To address this, business partner teams can support the creation and sharing of organisation-wide philosophies on the kinds of teams and groups needed, the aims of such entities, and ideas for making these work. These can be embedded into ‘team effectiveness toolkits’ and shared with all to provide frameworks for discussion (not prescription) and a common language that supports people as they join and develop teams, as well as work cross-functionally. Focus should move away from ‘high-performing’ teams (a concept which creates silos and short-termism) to more systemically-focused models.

2. Include teamworking in onboarding and management training
Most organisations assume that people innately understand ‘teams’ and ‘teamwork’. In practice, peoples’ understanding is wildly different! Incorporating teamworking into the onboarding process is hugely useful to help new joiners understand and adapt to a new culture. For example, someone moving from a more loosely affiliated ‘learning team’ to a highly interdependent team may be making a significant psychological transition; this will support them to consider the impact of this change.

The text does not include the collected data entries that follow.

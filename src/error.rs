use thiserror::Error;

#[derive(Error, Debug, Clone, PartialEq)]
pub enum Error {
    #[error("Configuration error: {0}")]
    InvalidConfig(String),

    #[error("Invalid layout: cell ({row}, {col}) {reason}")]
    InvalidLayout {
        row: usize,
        col: usize,
        reason: &'static str,
    },

    #[error("State {state} out of range for a grid with {n_states} states")]
    StateOutOfRange { state: usize, n_states: usize },

    #[error("Invalid action: {0}")]
    InvalidAction(usize),

    #[error("Policy row for state {state} sums to {sum}, expected a probability distribution")]
    InvalidPolicyRow { state: usize, sum: f64 },

    #[error("Algorithm tables sized for {expected} states, environment has {found}")]
    EnvironmentMismatch { expected: usize, found: usize },

    #[error("No transition mass for state {state}, action {action}")]
    NoTransitionMass { state: usize, action: usize },

    #[error("Policy improvement requested before any evaluation step")]
    NoEvaluationSinceImprovement,

    #[error("Policy evaluation already converged")]
    EvaluationAlreadyConverged,

    #[error("Policy improvement already converged")]
    PolicyAlreadyConverged,

    #[error("Agent already reached a terminal state")]
    AgentAlreadyTerminated,

    #[error("No algorithm selected")]
    NoAlgorithmSelected,

    #[error("Unknown algorithm index {0}")]
    UnknownAlgorithm(usize),
}

pub type Result<T> = std::result::Result<T, Error>;
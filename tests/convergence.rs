use float_eq::assert_float_eq;
use gridworld_dp::{Algorithm, AlgorithmConfig, AlgorithmKind, GridWorld, DEFAULT_MAX_STEPS};
use rstest::rstest;

fn solved(kind: AlgorithmKind) -> (GridWorld, Algorithm) {
    let env = GridWorld::standard(7, 42).unwrap();
    let mut alg = Algorithm::new(kind, &env, &AlgorithmConfig::default()).unwrap();
    let outcome = alg.run(&env, DEFAULT_MAX_STEPS).unwrap();
    assert!(outcome.is_converged(), "{} did not converge: {:?}", kind, outcome);
    (env, alg)
}

#[test]
fn policy_and_value_iteration_agree() {
    let (_, pi) = solved(AlgorithmKind::PolicyIteration);
    let (_, vi) = solved(AlgorithmKind::ValueIteration);
    for (s, (a, b)) in pi.values().iter().zip(vi.values().iter()).enumerate() {
        assert_float_eq!(*a, *b, abs <= 1e-4, "state {}", s);
    }
}

#[test]
fn both_algorithms_share_one_environment() {
    let env = GridWorld::standard(7, 42).unwrap();
    let config = AlgorithmConfig::default();
    let mut pi = Algorithm::policy_iteration(&env, &config).unwrap();
    let mut vi = Algorithm::value_iteration(&env, &config).unwrap();
    pi.step(&env).unwrap();
    pi.step(&env).unwrap();
    // vi has not seen pi's progress
    assert!(vi.values().iter().all(|&v| v == 0.0));
    vi.step(&env).unwrap();
    assert_ne!(pi.values(), vi.values());
}

#[test]
fn converged_values_point_toward_the_goal() {
    let (env, vi) = solved(AlgorithmKind::ValueIteration);
    let v = vi.values();
    // next to the goal beats the far corner
    assert!(v[env.index_to_state(5, 6)] > v[env.index_to_state(0, 0)]);
    assert!(v.iter().all(|x| x.is_finite()));
    assert!(v[env.index_to_state(0, 0)] > 0.0);
}

#[rstest]
#[case(AlgorithmKind::PolicyIteration)]
#[case(AlgorithmKind::ValueIteration)]
fn greedy_improvement_is_idempotent_after_convergence(#[case] kind: AlgorithmKind) {
    let (env, mut alg) = solved(kind);
    let policy = alg.policy().to_owned();
    assert!(alg.greedy_policy_improvement(&env).unwrap());
    assert_eq!(alg.policy(), policy);
    assert!(alg.greedy_policy_improvement(&env).unwrap());
    assert_eq!(alg.policy(), policy);
}

#[rstest]
#[case(AlgorithmKind::PolicyIteration)]
#[case(AlgorithmKind::ValueIteration)]
fn reset_discards_converged_progress(#[case] kind: AlgorithmKind) {
    let (env, mut alg) = solved(kind);
    alg.reset();
    assert!(alg.values().iter().all(|&v| v == 0.0));
    assert!(alg.q_values().iter().all(|&v| v == 0.0));
    assert!(alg.policy().iter().all(|&p| p == 0.25));

    // and it converges again from scratch
    assert!(alg.run(&env, DEFAULT_MAX_STEPS).unwrap().is_converged());
}

#[test]
fn evaluation_delta_shrinks_for_value_iteration() {
    let env = GridWorld::standard(7, 42).unwrap();
    let mut vi = Algorithm::value_iteration(&env, &AlgorithmConfig::default()).unwrap();
    let deltas: Vec<f64> = (0..60)
        .map(|_| vi.policy_evaluation_step(&env).unwrap())
        .collect();
    assert!(deltas[59] < deltas[20]);
    assert!(deltas[59] < 1e-2);
}

#[test]
fn episode_reaches_the_goal_after_solving() {
    let (mut env, mut vi) = solved(AlgorithmKind::ValueIteration);
    let episode = vi.run_episode(&mut env, 500).unwrap();
    assert!(episode.reached_terminal);
    assert_eq!(episode.trace[0], None);
    assert_eq!(episode.trace[1], Some(0));
    assert_eq!(episode.trace.last().copied().flatten(), Some(48));
    assert_eq!(episode.moves, episode.trace.len() - 2);
}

Similarly, the development of ‘team leadership toolkits’ for new and promoted managers will help them better consider team and group behaviours, make meetings work, generate debate and so on. This is often touched on in leadership development but in my experience too little focus is given to understanding the behavioural dynamics present and how to navigate them.

3. Clarify and make explicit business partner remits for team effectiveness
Given the variability of expectations placed upon them, business partners need to be intentionally explicit with teams and leaders in their remit for the structural and behavioural elements of team effectiveness. This should derive from consultation with the organisation about team needs, along with coordinated agreement across HR, OD and L&D and other partnering functions, so that clear ownership for team effectiveness is codified and understood across the organisation.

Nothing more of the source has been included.